_Assignment_
The result should be every line in the data below that carries the string "SinkConfig".

Collected data entries:
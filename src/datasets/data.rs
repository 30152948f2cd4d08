/////////////////////////////////////////////////////////////////////////////////////////
/// Decoding a frame into the pixel layout stored in the database.

use std::path::Path;

use image::imageops::{self, FilterType};
use image::io::Reader as ImageReader;
use image::{DynamicImage, RgbImage};
use ndarray::prelude::*;

use super::metadata::ImageRecord;
use super::{DatasetError, DatasetResult};

/// Shape of one stored sample. Colour images are `[3, H, W]` when
/// `channel_first`, `[H, W, 3]` otherwise; grayscale is always `[H, W]`.
#[derive(Debug, Clone, Copy, PartialEq, Eq)]
pub struct ImageLayout {
    pub width: u32,
    pub height: u32,
    pub color: bool,
    pub channel_first: bool,
}

impl ImageLayout {
    pub fn sample_shape(&self) -> Vec<usize> {
        let (w, h) = (self.width as usize, self.height as usize);
        match (self.color, self.channel_first) {
            (true, true) => vec![3, h, w],
            (true, false) => vec![h, w, 3],
            (false, _) => vec![h, w],
        }
    }

    /// Resizes (if needed) and converts an image into the stored layout.
    pub fn to_array(&self, img: &RgbImage) -> DatasetResult<ArrayD<u8>> {
        let (w, h) = (self.width as usize, self.height as usize);
        let resized;
        let img = if img.dimensions() == (self.width, self.height) {
            img
        } else {
            resized = imageops::resize(img, self.width, self.height, FilterType::Nearest);
            &resized
        };

        if !self.color {
            let gray = img.pixels().map(|p| luma(p.0)).collect();
            return Ok(Array2::from_shape_vec((h, w), gray)?.into_dyn());
        }
        let hwc = Array3::from_shape_vec((h, w, 3), img.as_raw().clone())?;
        if self.channel_first {
            Ok(hwc.permuted_axes([2, 0, 1]).as_standard_layout().into_owned().into_dyn())
        } else {
            Ok(hwc.into_dyn())
        }
    }
}

/// ITU-R 601 luma, `L = R * 299/1000 + G * 587/1000 + B * 114/1000`, in
/// 16 bit fixed point with rounding.
fn luma([r, g, b]: [u8; 3]) -> u8 {
    let l = r as u32 * 19595 + g as u32 * 38470 + b as u32 * 7471 + 0x8000;
    (l >> 16) as u8
}

/// Cuts the box `[cx - w/2, cy - h/2, cx + w/2, cy + h/2]` out of `img`. Parts
/// of the box outside the source are left black.
pub fn crop_centered(img: &RgbImage, center: (i64, i64), size: (i64, i64)) -> RgbImage {
    let (cx, cy) = center;
    let (sw, sh) = size;
    let (left, top) = (cx - sw / 2, cy - sh / 2);
    let (right, bottom) = (cx + sw / 2, cy + sh / 2);
    let width = (right - left).max(1) as u32;
    let height = (bottom - top).max(1) as u32;

    let mut canvas = RgbImage::new(width, height);
    imageops::overlay(&mut canvas, img, -left, -top);
    canvas
}

pub fn decode(path: &Path) -> DatasetResult<DynamicImage> {
    let image_err = |e| DatasetError::Image {
        path: path.to_path_buf(),
        source: e,
    };
    ImageReader::open(path)
        .map_err(|e| DatasetError::Io {
            path: path.to_path_buf(),
            source: e,
        })?
        .with_guessed_format()
        .map_err(|e| DatasetError::Io {
            path: path.to_path_buf(),
            source: e,
        })?
        .decode()
        .map_err(image_err)
}

/// Decode, optionally crop around the detected face, then lay out as a sample.
pub fn load_frame(
    frames_dir: &Path,
    record: &ImageRecord,
    layout: &ImageLayout,
    cropped: bool,
) -> DatasetResult<ArrayD<u8>> {
    let img = decode(&frames_dir.join(&record.filename))?.into_rgb8();
    if cropped {
        layout.to_array(&crop_centered(&img, record.center, record.size))
    } else {
        layout.to_array(&img)
    }
}
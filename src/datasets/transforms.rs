use std::str::FromStr;

use ndarray::prelude::*;
use serde::{Deserialize, Serialize};
use strum::{Display, EnumIter, EnumString};

use super::{DatasetError, DatasetResult, Transform};

/// What the reader returns for the targets of each sample: the class index
/// (e.g. 3), or a one-hot vector with `nb_classes` components.
#[derive(Clone, Copy, Debug, Default, PartialEq, Eq, Serialize, Deserialize, EnumIter, EnumString, Display)]
#[strum(serialize_all = "lowercase")]
pub enum OutputType {
    Integer,
    #[default]
    Vector,
}

impl OutputType {
    pub fn parse(name: &str) -> DatasetResult<Self> {
        OutputType::from_str(name).map_err(|_| DatasetError::UnknownOutputType(name.to_string()))
    }

    /// Unknown names are reported and fall back to `Vector`.
    pub fn parse_or_default(name: &str) -> Self {
        Self::parse(name).unwrap_or_else(|e| {
            tracing::error!("{e}");
            OutputType::Vector
        })
    }
}

#[derive(Clone, Debug, PartialEq)]
pub enum Targets {
    Integer(Array1<i32>),
    Vector(Array2<f32>),
}

impl Targets {
    pub fn len(&self) -> usize {
        match self {
            Targets::Integer(y) => y.len(),
            Targets::Vector(y) => y.nrows(),
        }
    }

    pub fn is_empty(&self) -> bool {
        self.len() == 0
    }

    /// The class index of every row, whichever form the targets are in.
    /// A one-hot row without a set component has no class.
    pub fn classes(&self) -> Vec<Option<usize>> {
        match self {
            Targets::Integer(y) => y.iter().map(|&c| usize::try_from(c).ok()).collect(),
            Targets::Vector(y) => y
                .axis_iter(Axis(0))
                .map(|row| row.iter().position(|&v| v == 1.0))
                .collect(),
        }
    }
}

/// Class vector (integers from 0 to nb_classes) to a binary class matrix.
pub fn to_categorical(y: &Array1<i32>, nb_classes: usize) -> Array2<f32> {
    let mut out = Array2::<f32>::zeros((y.len(), nb_classes));
    for (i, &c) in y.iter().enumerate() {
        out[[i, c as usize]] = 1.0;
    }
    out
}

/// Subtracts the mean image from every sample of a batch.
pub struct MeanRemoval<'a> {
    pub mean: &'a ArrayD<f32>,
}

impl Transform<ArrayD<f32>, ArrayD<f32>> for MeanRemoval<'_> {
    fn transform(&mut self, mut x: ArrayD<f32>) -> ArrayD<f32> {
        for mut sample in x.axis_iter_mut(Axis(0)) {
            sample -= self.mean;
        }
        x
    }
}

pub struct Categorical {
    pub output_type: OutputType,
    pub nb_classes: usize,
}

impl Transform<Array1<i32>, Targets> for Categorical {
    fn transform(&mut self, y: Array1<i32>) -> Targets {
        match self.output_type {
            OutputType::Integer => Targets::Integer(y),
            OutputType::Vector => Targets::Vector(to_categorical(&y, self.nb_classes)),
        }
    }
}
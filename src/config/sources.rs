use http::Method;
use serde::Deserialize;
use std::collections::HashMap;
use crate::config::settings::SettingsConfig;

/// ================================
/// Full service configuration
/// ================================
#[derive(Debug, Deserialize, Clone)]
pub struct ServiceConfig {
    #[serde(default)]
    pub settings: SettingsConfig,
    pub source: SourceConfig,
    pub sink: Option<SinkConfig>,
}

/// ================================
/// Source
/// ================================
#[derive(Debug, Deserialize, Clone)]
pub struct SourceConfig {
    pub request: RequestConfig,
    #[serde(default)]
    pub response: ResponseConfig,
}

/// HTTP request details
#[derive(Debug, Deserialize, Clone)]
pub struct RequestConfig {
    pub url: String,
    #[serde(with = "http_serde::method", default = "default_method")]
    pub method: Method, // GET, POST
    pub headers: Option<HashMap<String, GenericSourceValue>>,
    pub body: Option<HashMap<String, GenericSourceValue>>,
    /// per-request deadline; the coordinator enforces none of its own
    pub timeout_ms: Option<u64>,
}

/// Header / body value sources
#[derive(Debug, Deserialize, Clone, PartialEq, Eq)]
#[serde(untagged)]
pub enum GenericSourceValue {
    Literal {
        value: String,
    },
    FromEnv {
        from_env: String,
    },
    FromFile {
        path: String,
    },
}

/// ================================
/// Parsing - token & expiration
/// ================================
#[derive(Debug, Deserialize, Clone, PartialEq, Eq)]
pub struct ResponseConfig {
    /// top-level JSON field carrying the bearer value
    #[serde(default = "default_token_field")]
    pub token_field: String,
    #[serde(default = "default_expiration")]
    pub expiration: Expiration,
}

impl Default for ResponseConfig {
    fn default() -> Self {
        Self { token_field: default_token_field(), expiration: default_expiration() }
    }
}

#[derive(Debug, Deserialize, Clone, PartialEq, Eq)]
#[serde(tag = "kind", rename_all = "snake_case")]
pub enum Expiration {
    /// seconds relative to the moment the response is parsed
    ExpiresIn { field: String },
    /// absolute unix timestamp in seconds
    ExpiresAt { field: String },
}

/// ================================
/// Sink
/// ================================
#[derive(Debug, Deserialize, Clone)]
pub struct SinkConfig {
    /// file the current token value is written to
    pub path: String,
}

fn default_method() -> Method {
    Method::POST
}

fn default_token_field() -> String {
    "access_token".to_string()
}

fn default_expiration() -> Expiration {
    Expiration::ExpiresIn { field: "expires_in".to_string() }
}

_Reply to the task_
    pub sink: Option<SinkConfig>,
pub struct SinkConfig {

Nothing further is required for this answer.